Four Safe Places Every Healthcare Enterprise Should Establish
A huge part of mental health is having safe places to go, not only in the physical sense but in a softer wellness context. Healthcare enterprises may at times pay lip service to such oases, but given the hectic nature of the industry, persistence can fade and, as in the desert, the oasis may disappear as one gets closer.
While I consider myself a student of emotional intelligence and an occasional practitioner, I am by no means qualified to be a Chief Wellness Officer. But as a professor and researcher, I have become obsessed with how enterprises create safe places to work in an “emotional fortification” respect.
My friends and family are tired of hearing how much I dislike “Hallmark Holidays” in healthcare. But I’m making an exception with Mental Health Week, if only to amplify for seven days what we need to continue to do the other 358 days of the year.
Finally, I know as you read this you will, and should, say “Oh wait, why didn’t he include THIS safe place?” There are clearly dozens to choose from, but hopefully, in the spirit of collaboration, you will add to my admittedly spartan teaser list or reinforce the four I have chosen for this piece.
1. A Safe Place to Fail
Perhaps a “safe place to innovate” would be a more optimistic way of naming it, but the fact is that failure is a critical aspect of creativity and innovation. Healthcare enterprises that instill risk-reward structures find that they not only gain competitive advantages, but they also develop greater satisfaction in their workforce.
We can think back on our careers about the negative effects on morale of being afraid to try something new for the betterment of our department, company, or customers/patients. Many of the most talented managers I’ve worked with will actually build risk-taking into employee’s KPI’s and comp plans to ensure they are not settling for the status quo .

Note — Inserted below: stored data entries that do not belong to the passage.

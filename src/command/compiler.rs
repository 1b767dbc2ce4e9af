//! Action compilation - turns validated intents into dispatcher actions

use crate::command::resolver::MatchCandidate;
use crate::command::result::{Action, CommandResult, NotificationLevel};
use crate::core::config::AssistantConfig;
use crate::core::types::{Destination, PdfKind};
use crate::llm::parser::Intent;

/// Example commands shown when a command is not understood
const EXAMPLE_COMMANDS: [&str; 4] = [
    "gerar lista de embarque de Aparecida do Norte",
    "pdf do motorista Gramado",
    "lista do hotel Natal Luz",
    "abrir passageiros",
];

/// Maps intents to the actions a dispatcher should perform
///
/// The compiler only describes effects; it never performs them.
pub struct ActionCompiler {
    trigger: String,
    default_navigate_path: String,
}

impl ActionCompiler {
    pub fn new(config: &AssistantConfig) -> Self {
        Self {
            trigger: config.trigger.clone(),
            default_navigate_path: config.default_navigate_path.clone(),
        }
    }

    /// Compile a validated intent
    ///
    /// `resolved` is the best directory match for destination-bound intents
    /// and `active` the directory snapshot it was chosen from.
    pub fn compile(
        &self,
        intent: &Intent,
        resolved: Option<&MatchCandidate>,
        active: &[Destination],
    ) -> CommandResult {
        match intent {
            Intent::GeneratePdf { kind, query } => match resolved {
                Some(candidate) => self.generate_pdf(*kind, &candidate.destination),
                None => self.destination_not_found(&query.phrase, active),
            },
            Intent::Navigate {
                target_path,
                confirmation,
            } => self.navigate(target_path.as_deref(), confirmation),
            Intent::NotUnderstood => self.help(),
        }
    }

    fn generate_pdf(&self, kind: PdfKind, destination: &Destination) -> CommandResult {
        CommandResult::with_actions(
            vec![Action::generate_pdf(destination, kind)],
            format!("Generating the {} for {}.", kind.label(), destination.name),
        )
        .requiring_user_action()
    }

    fn navigate(&self, target_path: Option<&str>, confirmation: &str) -> CommandResult {
        let path = target_path.unwrap_or(&self.default_navigate_path);
        let message = if confirmation.is_empty() {
            format!("Opening {}.", path)
        } else {
            confirmation.to_string()
        };

        CommandResult::with_actions(
            vec![
                Action::navigate(path),
                Action::notification(NotificationLevel::Success, &message),
            ],
            message,
        )
    }

    /// No active destination matched; list the ones that exist
    pub fn destination_not_found(&self, phrase: &str, active: &[Destination]) -> CommandResult {
        let mut message = if phrase.is_empty() {
            "No destination was given.".to_string()
        } else {
            format!("No destination matched \"{}\".", phrase)
        };

        let names: Vec<&str> = active
            .iter()
            .filter(|d| d.active)
            .map(|d| d.name.as_str())
            .collect();

        if names.is_empty() {
            message.push_str(" There are no active destinations right now.");
        } else {
            message.push_str(" Active destinations:");
            for name in names {
                message.push_str("\n- ");
                message.push_str(name);
            }
        }

        CommandResult::reply(message)
    }

    /// Help text with example command syntaxes
    pub fn help(&self) -> CommandResult {
        let mut message = String::from("I did not understand that command. Try for example:");
        for example in EXAMPLE_COMMANDS {
            message.push_str(&format!("\n- {} {}", self.trigger, example));
        }
        CommandResult::reply(message)
    }

    /// The completion service failed or answered with something unusable
    pub fn extraction_failed(&self) -> CommandResult {
        CommandResult::reply("Could not understand the command right now. Please try again.")
    }
}

#[cfg(test)]
mod tests {
    use super::*;
    use crate::command::resolver::DestinationQuery;
    use crate::command::result::ActionKind;
    use serde_json::json;

    fn compiler() -> ActionCompiler {
        ActionCompiler::new(&AssistantConfig::default())
    }

    fn directory() -> Vec<Destination> {
        vec![
            Destination::new("d1", "Aparecida do Norte"),
            Destination::new("d2", "Gramado Natal Luz"),
        ]
    }

    fn pdf_intent(kind: PdfKind, phrase: &str) -> Intent {
        Intent::GeneratePdf {
            kind,
            query: DestinationQuery::new(phrase, &[]),
        }
    }

    #[test]
    fn test_pdf_with_destination_emits_one_action() {
        let dir = directory();
        let candidate = MatchCandidate {
            destination: dir[1].clone(),
            score: 10,
        };

        let result = compiler().compile(
            &pdf_intent(PdfKind::Hotel, "natal"),
            Some(&candidate),
            &dir,
        );

        assert!(result.is_command);
        assert_eq!(result.requires_user_action, Some(true));
        assert_eq!(result.actions().len(), 1);
        let action = &result.actions()[0];
        assert_eq!(action.kind(), ActionKind::GeneratePdfDirect);
        assert_eq!(action.param("destinationId"), Some(&json!("d2")));
        assert_eq!(action.param("pdfKind"), Some(&json!("hotel")));
        assert!(result.message.contains("Gramado Natal Luz"));
    }

    #[test]
    fn test_pdf_without_destination_lists_directory() {
        let dir = directory();
        let result = compiler().compile(&pdf_intent(PdfKind::Embarque, "paris"), None, &dir);

        assert!(result.actions().is_empty());
        assert!(result.requires_user_action.is_none());
        assert!(result.message.contains("paris"));
        assert!(result.message.contains("Aparecida do Norte"));
        assert!(result.message.contains("Gramado Natal Luz"));
    }

    #[test]
    fn test_not_found_with_empty_directory() {
        let result = compiler().compile(&pdf_intent(PdfKind::Motorista, "paris"), None, &[]);
        assert!(result.actions().is_empty());
        assert!(result.message.contains("no active destinations"));
    }

    #[test]
    fn test_navigate_emits_navigate_then_notification() {
        let intent = Intent::Navigate {
            target_path: Some("/hoteis".into()),
            confirmation: "Opening hotels".into(),
        };
        let result = compiler().compile(&intent, None, &[]);

        let kinds: Vec<ActionKind> = result.actions().iter().map(|a| a.kind()).collect();
        assert_eq!(
            kinds,
            vec![ActionKind::Navigate, ActionKind::ShowNotification]
        );
        assert_eq!(result.actions()[0].param("path"), Some(&json!("/hoteis")));
        assert_eq!(result.actions()[1].param("level"), Some(&json!("success")));
        assert_eq!(result.message, "Opening hotels");
    }

    #[test]
    fn test_navigate_falls_back_to_default_path() {
        let intent = Intent::Navigate {
            target_path: None,
            confirmation: String::new(),
        };
        let result = compiler().compile(&intent, None, &[]);
        assert_eq!(result.actions()[0].param("path"), Some(&json!("/")));
        assert_eq!(result.message, "Opening /.");
    }

    #[test]
    fn test_not_understood_returns_examples() {
        let result = compiler().compile(&Intent::NotUnderstood, None, &[]);
        assert!(result.actions.is_none());
        assert!(result.message.contains("/cmd gerar lista de embarque"));
    }
}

2. A Safe Place to Be Emotional
Many wellness leaders in healthcare have a sobering mantra: “Hurt people hurt people”!
Healthcare workforce shortages can be directly attributed to employees’ not feeling safe to be emotional. One of the more popular mental health mottos from Olympic athletes has become “It’s OK to not be OK.” Not unlike airline pilots, healthcare workers are terrified that showing emotion or weakness will result in a blemish on their record and an inability to do the high-performance jobs they love. As a result, we see the number of physicians thinking about or actually committing suicide at all-time highs.

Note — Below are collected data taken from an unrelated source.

//! Assistant configuration
//!
//! Loaded from a TOML file where every field has a default, so an empty
//! file (or no file at all) yields a usable configuration. Secrets never
//! live in the file: the API key is read from `LLM_API_KEY`.

use crate::core::error::{CommandError, Result};
use serde::Deserialize;
use std::path::Path;

/// Top-level configuration for the command assistant
#[derive(Debug, Clone, Deserialize)]
#[serde(default)]
pub struct AssistantConfig {
    /// Token that marks a chat line as a command (e.g. `/cmd gerar embarque`)
    ///
    /// Matched case-insensitively at the start of the line.
    pub trigger: String,

    /// Path used by `navigate` intents that carry no usable target path
    pub default_navigate_path: String,

    /// Completion service settings
    pub llm: LlmConfig,
}

/// Completion service settings
#[derive(Debug, Clone, Deserialize)]
#[serde(default)]
pub struct LlmConfig {
    /// Endpoint URL. Anthropic URLs select the Anthropic message format,
    /// anything else is treated as OpenAI-compatible.
    pub api_url: String,

    /// Model identifier sent with every request
    pub model: String,

    /// Upper bound on completion length
    ///
    /// Intents are small JSON objects, so this stays low.
    pub max_tokens: u32,

    /// Sampling temperature. Zero keeps extraction as repeatable as the
    /// service allows.
    pub temperature: f32,

    /// HTTP timeout for a single completion call, in seconds
    pub timeout_secs: u64,
}

impl Default for AssistantConfig {
    fn default() -> Self {
        Self {
            trigger: "/cmd".into(),
            default_navigate_path: "/".into(),
            llm: LlmConfig::default(),
        }
    }
}

impl Default for LlmConfig {
    fn default() -> Self {
        Self {
            api_url: "https://api.openai.com/v1/chat/completions".into(),
            model: "gpt-4o-mini".into(),
            max_tokens: 512,
            temperature: 0.0,
            timeout_secs: 30,
        }
    }
}

impl AssistantConfig {
    /// Parse a configuration from TOML text
    pub fn from_toml(content: &str) -> Result<Self> {
        let config: AssistantConfig = toml::from_str(content)?;
        config.validate()?;
        Ok(config)
    }

    /// Load a configuration file, then apply environment overrides
    ///
    /// `LLM_API_URL` and `LLM_MODEL` take precedence over the file.
    pub fn load(path: impl AsRef<Path>) -> Result<Self> {
        let path = path.as_ref();
        let content = std::fs::read_to_string(path).map_err(|e| {
            CommandError::Config(format!("Failed to read config file {:?}: {}", path, e))
        })?;
        let mut config = Self::from_toml(&content)?;
        config.apply_env();
        Ok(config)
    }

    /// Apply `LLM_API_URL` / `LLM_MODEL` overrides
    pub fn apply_env(&mut self) {
        if let Ok(url) = std::env::var("LLM_API_URL") {
            self.llm.api_url = url;
        }
        if let Ok(model) = std::env::var("LLM_MODEL") {
            self.llm.model = model;
        }
    }

    fn validate(&self) -> Result<()> {
        if self.trigger.trim().is_empty() {
            return Err(CommandError::Config("trigger must not be empty".into()));
        }
        if self.trigger.chars().any(char::is_whitespace) {
            return Err(CommandError::Config(format!(
                "trigger must be a single token, got {:?}",
                self.trigger
            )));
        }
        if !self.default_navigate_path.starts_with('/') {
            return Err(CommandError::Config(format!(
                "default_navigate_path must be absolute, got {:?}",
                self.default_navigate_path
            )));
        }
        Ok(())
    }
}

This is not to say that senior managers must now do the work of social workers or counselors to deal with emotional employees. But it does mean that healthcare leadership must send a clear signal that there is a clear vision for preventing and treating burnout of any kind to avoid losing the most talented employees.
3. A Safe Place to be Different
While this safe place is most true in every sense as related to diversity, equity, and inclusion, there is a “different kind of different” that is equally important and sometimes gets ignored. Regardless of race or gender orientation, many of the most talented employees simply think and act differently. Before entering healthcare, I spent decades in the media and advertising business where recruiting and retaining talent that marched to a different drummer was critical to competitive advantage. Those in healthcare IT have experienced dev-ops teams, data scientists, and AI coders who, if they weren’t a bit different in the way they think, would not be as good at their job.
That said, having a management team that understands the peculiarities and can inspire employees to be even more different (in a constructive way) is critical to healthcare innovation. I harken back to my “a safe place to fail” section above.
4. A Safe Place to Dissent
I’ve had the interesting opportunity in my consulting career to do nothing else than to be a contracted skeptic and contrarian. Why would a company pay to have someone do nothing but disagree? The answer is simple. Their own management and employees are too scared to do it.
The Sunday morning talk shows confirm the fact that America is an argumentative society. In fact, there was a seminal book entitled The Argument Culture by Deborah Tannen that detailed these tendencies.
However many healthcare enterprises barely tolerate dissent or contrarianism, no less encourage it. In my case, they outsourced it to me!
Yet the healthcare industry thrives on patient satisfaction surveys where the “customers” are encouraged to dissent for the betterment of the enterprise. They also take to heart the calls into helplines and contact centers, because they’re from the outside. Unfortunately, their dissent is retrospective when many frontline workers may be fearful of bringing up the causes in advance.
The solution is to formalize skepticism at the beginning of every key initiative. Bake it into the ideation process and provide incentives for contributing constructive criticism before the proverbial bug needs to be positioned as a feature. If the workforce is too ambivalent to do this in a public forum internally, find a way to anonymize it as it could be the difference between success, failure and financial losses.
As you think back across all these safe places, think about how each of these applies to information technology.
Whether it be failure, emotion, being different, or dissent each of these has a role in digital transformation. Technology could be the cause or the solution for each.
In fact, I would argue that as generative AI takes a more sentient place in the healthcare enterprise, I may be losing my contract jobs as a skeptic to a grumpy algorithm!